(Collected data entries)
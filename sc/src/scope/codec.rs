//! Scope string encoding and decoding
//!
//! A scope string is a slash-delimited path of one to three segments:
//!
//! ```text
//! 39          school
//! 39/2023     grade
//! 39/2023/1   class
//! ```

use serde::{Deserialize, Serialize};
use tracing::debug;

use crate::error::ScopeError;

/// Separator between scope segments
pub const SEPARATOR: char = '/';

/// Level of a scope in the school → grade → class hierarchy
#[derive(Debug, Clone, Copy, PartialEq, Eq, Hash, Serialize, Deserialize, Default)]
#[serde(rename_all = "lowercase")]
pub enum ScopeLevel {
    School,
    Grade,
    Class,
    #[default]
    Unknown,
}

impl ScopeLevel {
    /// Level implied by a number of non-empty segments
    pub fn from_segment_count(count: usize) -> Self {
        match count {
            0 => Self::Unknown,
            1 => Self::School,
            2 => Self::Grade,
            _ => Self::Class,
        }
    }

    /// Level of an encoded scope string
    pub fn of(value: &str) -> Self {
        decode(value).level
    }
}

impl std::fmt::Display for ScopeLevel {
    fn fmt(&self, f: &mut std::fmt::Formatter<'_>) -> std::fmt::Result {
        match self {
            Self::School => write!(f, "school"),
            Self::Grade => write!(f, "grade"),
            Self::Class => write!(f, "class"),
            Self::Unknown => write!(f, "unknown"),
        }
    }
}

impl std::str::FromStr for ScopeLevel {
    type Err = String;

    fn from_str(s: &str) -> Result<Self, Self::Err> {
        match s.to_lowercase().as_str() {
            "school" => Ok(Self::School),
            "grade" => Ok(Self::Grade),
            "class" => Ok(Self::Class),
            "unknown" => Ok(Self::Unknown),
            _ => Err(format!("Unknown scope level: {}", s)),
        }
    }
}

/// A decoded scope string
#[derive(Debug, Clone, PartialEq, Eq, Default, Serialize, Deserialize)]
pub struct ParsedScope {
    pub level: ScopeLevel,
    #[serde(skip_serializing_if = "Option::is_none")]
    pub school: Option<String>,
    #[serde(skip_serializing_if = "Option::is_none")]
    pub grade: Option<String>,
    #[serde(skip_serializing_if = "Option::is_none")]
    pub class: Option<String>,
}

impl ParsedScope {
    /// `school/grade` key, present for grade and class scopes
    pub fn grade_key(&self) -> Option<String> {
        match (&self.school, &self.grade) {
            (Some(school), Some(grade)) => Some(format!("{}{}{}", school, SEPARATOR, grade)),
            _ => None,
        }
    }
}

/// Check that an identifier can be used as a single scope segment
pub fn validate_segment(segment: &str) -> Result<(), ScopeError> {
    if segment.is_empty() || segment.contains(SEPARATOR) {
        return Err(ScopeError::InvalidSegment(segment.to_string()));
    }
    Ok(())
}

fn required<'a>(level: ScopeLevel, segment: &'static str, value: Option<&'a str>) -> Result<&'a str, ScopeError> {
    let value = value.ok_or(ScopeError::MissingSegment { level, segment })?;
    validate_segment(value)?;
    Ok(value)
}

/// Encode identifiers into a scope string for the given level
///
/// Only the identifiers the level needs are used; extra ones are ignored.
pub fn encode(level: ScopeLevel, school: &str, grade: Option<&str>, class: Option<&str>) -> Result<String, ScopeError> {
    debug!(%level, %school, ?grade, ?class, "encode: called");
    match level {
        ScopeLevel::School => {
            validate_segment(school)?;
            Ok(school.to_string())
        }
        ScopeLevel::Grade => {
            validate_segment(school)?;
            let grade = required(level, "grade", grade)?;
            Ok(format!("{}{}{}", school, SEPARATOR, grade))
        }
        ScopeLevel::Class => {
            validate_segment(school)?;
            let grade = required(level, "grade", grade)?;
            let class = required(level, "class", class)?;
            Ok(format!("{}{}{}{}{}", school, SEPARATOR, grade, SEPARATOR, class))
        }
        ScopeLevel::Unknown => Err(ScopeError::UnknownLevel(level)),
    }
}

/// Decode a scope string. Never fails: malformed input yields `ScopeLevel::Unknown`.
pub fn decode(value: &str) -> ParsedScope {
    let parts: Vec<&str> = value.split(SEPARATOR).filter(|s| !s.is_empty()).collect();
    let mut segments = parts.iter().map(|s| s.to_string());

    ParsedScope {
        level: ScopeLevel::from_segment_count(parts.len()),
        school: segments.next(),
        grade: segments.next(),
        class: segments.next(),
    }
}
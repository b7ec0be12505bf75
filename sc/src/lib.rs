//! schoolscope - school/grade/class scope model
//!
//! Rules and autorun tasks in the scheduling backend apply to a *scope*: a
//! whole school, one grade of a school, or a single class. Scopes are encoded
//! as slash-delimited strings and selected from a tree built out of the
//! backend's navigation menu.
//!
//! # Architecture
//!
//! ```text
//! MenuSource ──fetch──▶ [menu JSON] ──build_tree──▶ ScopeTreeCache
//!  (HTTP/file)                                          │
//!                                                       ▼
//!              selection ──normalize/apply_disabled──▶ options
//! ```
//!
//! # Example
//!
//! ```ignore
//! use std::sync::Arc;
//! use schoolscope::{HttpMenuSource, ScopeService, config::Config, scope};
//!
//! let source = HttpMenuSource::from_config(&Config::default())?;
//! let service = ScopeService::new(Arc::new(source));
//! let tree = service.build_tree().await?;
//!
//! assert_eq!(scope::normalize(&["39", "39/2023/1"]), vec!["39"]);
//! let options = scope::apply_disabled(&scope::flatten(&tree), &["39"]);
//! ```

pub mod autorun;
pub mod cache;
pub mod cli;
pub mod config;
pub mod error;
pub mod scope;
pub mod service;
pub mod source;

pub use cache::{ScopeTree, ScopeTreeCache};
pub use error::ScopeError;
pub use scope::{ParsedScope, ScopeLevel, ScopeNode, ScopeOption};
pub use service::ScopeService;
pub use source::{FileMenuSource, HttpMenuSource, MenuSource};
//! Selection normalization and option disabling
//!
//! A selected school covers all of its grades and classes, and a selected
//! grade covers all of its classes. Narrower selections under a broader one
//! are redundant: [`normalize`] drops them and [`apply_disabled`] marks the
//! corresponding options as unselectable.

use std::collections::HashSet;

use serde::{Deserialize, Serialize};
use tracing::debug;

use super::codec::{ParsedScope, ScopeLevel, decode};
use super::tree::ScopeOption;

/// A (school, grade) pair referenced by a selection
#[derive(Debug, Clone, PartialEq, Eq, Hash, Serialize, Deserialize)]
pub struct GradePair {
    pub school: String,
    pub grade: String,
}

/// Broad selections present in a set of scope strings
///
/// Only school-level entries land in `schools` and only grade-level entries
/// land in `grades`; class-level entries never cover anything.
#[derive(Debug, Clone, Default)]
pub struct SelectionIndex {
    schools: HashSet<String>,
    grades: HashSet<String>,
}

impl SelectionIndex {
    pub fn new<S: AsRef<str>>(selected: &[S]) -> Self {
        let mut index = Self::default();
        for value in selected {
            let parsed = decode(value.as_ref());
            match parsed.level {
                ScopeLevel::School => {
                    index.schools.extend(parsed.school);
                }
                ScopeLevel::Grade => {
                    index.grades.extend(parsed.grade_key());
                }
                ScopeLevel::Class | ScopeLevel::Unknown => {}
            }
        }
        index
    }

    /// Whether a broader selected scope already covers this one
    pub fn covers(&self, scope: &ParsedScope) -> bool {
        let school_selected = scope.school.as_ref().is_some_and(|s| self.schools.contains(s));
        match scope.level {
            ScopeLevel::School | ScopeLevel::Unknown => false,
            ScopeLevel::Grade => school_selected,
            ScopeLevel::Class => {
                school_selected || scope.grade_key().is_some_and(|key| self.grades.contains(&key))
            }
        }
    }
}

/// Remove duplicates and selections already covered by a broader selection
///
/// First-seen order is preserved. Unknown-level entries are dropped.
pub fn normalize<S: AsRef<str>>(selected: &[S]) -> Vec<String> {
    debug!(count = %selected.len(), "normalize: called");
    let mut seen = HashSet::new();
    let unique: Vec<&str> = selected
        .iter()
        .map(|v| v.as_ref())
        .filter(|v| seen.insert(*v))
        .collect();

    let index = SelectionIndex::new(unique.as_slice());
    unique
        .into_iter()
        .filter(|value| {
            let parsed = decode(value);
            parsed.level != ScopeLevel::Unknown && !index.covers(&parsed)
        })
        .map(str::to_string)
        .collect()
}

/// Mark each option disabled when a broader selected scope covers it
///
/// The selection itself is not modified. School options are never disabled.
pub fn apply_disabled<S: AsRef<str>>(options: &[ScopeOption], selected: &[S]) -> Vec<ScopeOption> {
    debug!(options = %options.len(), selected = %selected.len(), "apply_disabled: called");
    let index = SelectionIndex::new(selected);
    options
        .iter()
        .map(|opt| ScopeOption {
            disabled: index.covers(&decode(&opt.value)),
            ..opt.clone()
        })
        .collect()
}

/// Distinct (school, grade) pairs referenced by grade and class scopes
pub fn grade_pairs<S: AsRef<str>>(scopes: &[S]) -> Vec<GradePair> {
    let mut seen = HashSet::new();
    let mut pairs = Vec::new();
    for value in scopes {
        let parsed = decode(value.as_ref());
        if !matches!(parsed.level, ScopeLevel::Grade | ScopeLevel::Class) {
            continue;
        }
        let (Some(key), Some(school), Some(grade)) = (parsed.grade_key(), parsed.school, parsed.grade) else {
            continue;
        };
        if seen.insert(key) {
            pairs.push(GradePair { school, grade });
        }
    }
    pairs
}
//! Menu sources the scope tree is built from
//!
//! The backend serves the navigation menu as `{ "data": [ node, ... ] }`.
//! [`HttpMenuSource`] fetches it over HTTP; [`FileMenuSource`] reads the same
//! payload (or a bare node array) from disk for offline use.

use std::path::{Path, PathBuf};
use std::time::Duration;

use async_trait::async_trait;
use reqwest::Client;
use serde_json::Value;
use tracing::{debug, info, warn};

use crate::config::Config;
use crate::error::ScopeError;

/// Supplies the raw menu nodes
#[async_trait]
pub trait MenuSource: Send + Sync {
    /// Fetch the top-level menu nodes
    async fn fetch_menu(&self) -> Result<Vec<Value>, ScopeError>;
}

/// Extract the item list from a backend payload
///
/// Accepts the `{ "data": [...] }` envelope or a bare array. Anything else
/// yields an empty list.
pub fn envelope_items(payload: Value) -> Vec<Value> {
    match payload {
        Value::Array(nodes) => nodes,
        Value::Object(mut obj) => match obj.remove("data") {
            Some(Value::Array(nodes)) => nodes,
            _ => {
                debug!("envelope_items: envelope has no data array");
                Vec::new()
            }
        },
        _ => {
            debug!("envelope_items: payload is neither an array nor an object");
            Vec::new()
        }
    }
}

/// Menu fetched from `GET {api_server}/web/menu`
pub struct HttpMenuSource {
    url: String,
    http: Client,
}

impl HttpMenuSource {
    pub fn new(url: impl Into<String>, timeout: Duration) -> Result<Self, ScopeError> {
        let url = url.into();
        debug!(%url, ?timeout, "HttpMenuSource::new: called");
        let http = Client::builder().timeout(timeout).build().map_err(ScopeError::Network)?;
        Ok(Self { url, http })
    }

    /// Create a source from configuration
    pub fn from_config(config: &Config) -> Result<Self, ScopeError> {
        Self::new(config.menu_url(), Duration::from_millis(config.timeout_ms))
    }

    pub fn url(&self) -> &str {
        &self.url
    }
}

#[async_trait]
impl MenuSource for HttpMenuSource {
    async fn fetch_menu(&self) -> Result<Vec<Value>, ScopeError> {
        info!(url = %self.url, "HttpMenuSource::fetch_menu: fetching menu");
        let response = self.http.get(&self.url).send().await?;

        let status = response.status();
        if !status.is_success() {
            let message = response.text().await.unwrap_or_default();
            warn!(%status, "HttpMenuSource::fetch_menu: non-success status");
            return Err(ScopeError::Api {
                status: status.as_u16(),
                message,
            });
        }

        let payload: Value = response
            .json()
            .await
            .map_err(|e| ScopeError::InvalidResponse(e.to_string()))?;
        let nodes = envelope_items(payload);
        debug!(count = %nodes.len(), "HttpMenuSource::fetch_menu: received nodes");
        Ok(nodes)
    }
}

/// Menu read from a JSON file
pub struct FileMenuSource {
    path: PathBuf,
}

impl FileMenuSource {
    pub fn new(path: impl AsRef<Path>) -> Self {
        Self {
            path: path.as_ref().to_path_buf(),
        }
    }
}

#[async_trait]
impl MenuSource for FileMenuSource {
    async fn fetch_menu(&self) -> Result<Vec<Value>, ScopeError> {
        debug!(path = %self.path.display(), "FileMenuSource::fetch_menu: called");
        let content = tokio::fs::read_to_string(&self.path).await?;
        let payload: Value = serde_json::from_str(&content)?;
        Ok(envelope_items(payload))
    }
}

# TASK INSTRUCTIONS
Which lines of the data hold the string "list"? Return each of them.

# TASK SOLUTION
/// Extract the item list from a backend payload
/// yields an empty list.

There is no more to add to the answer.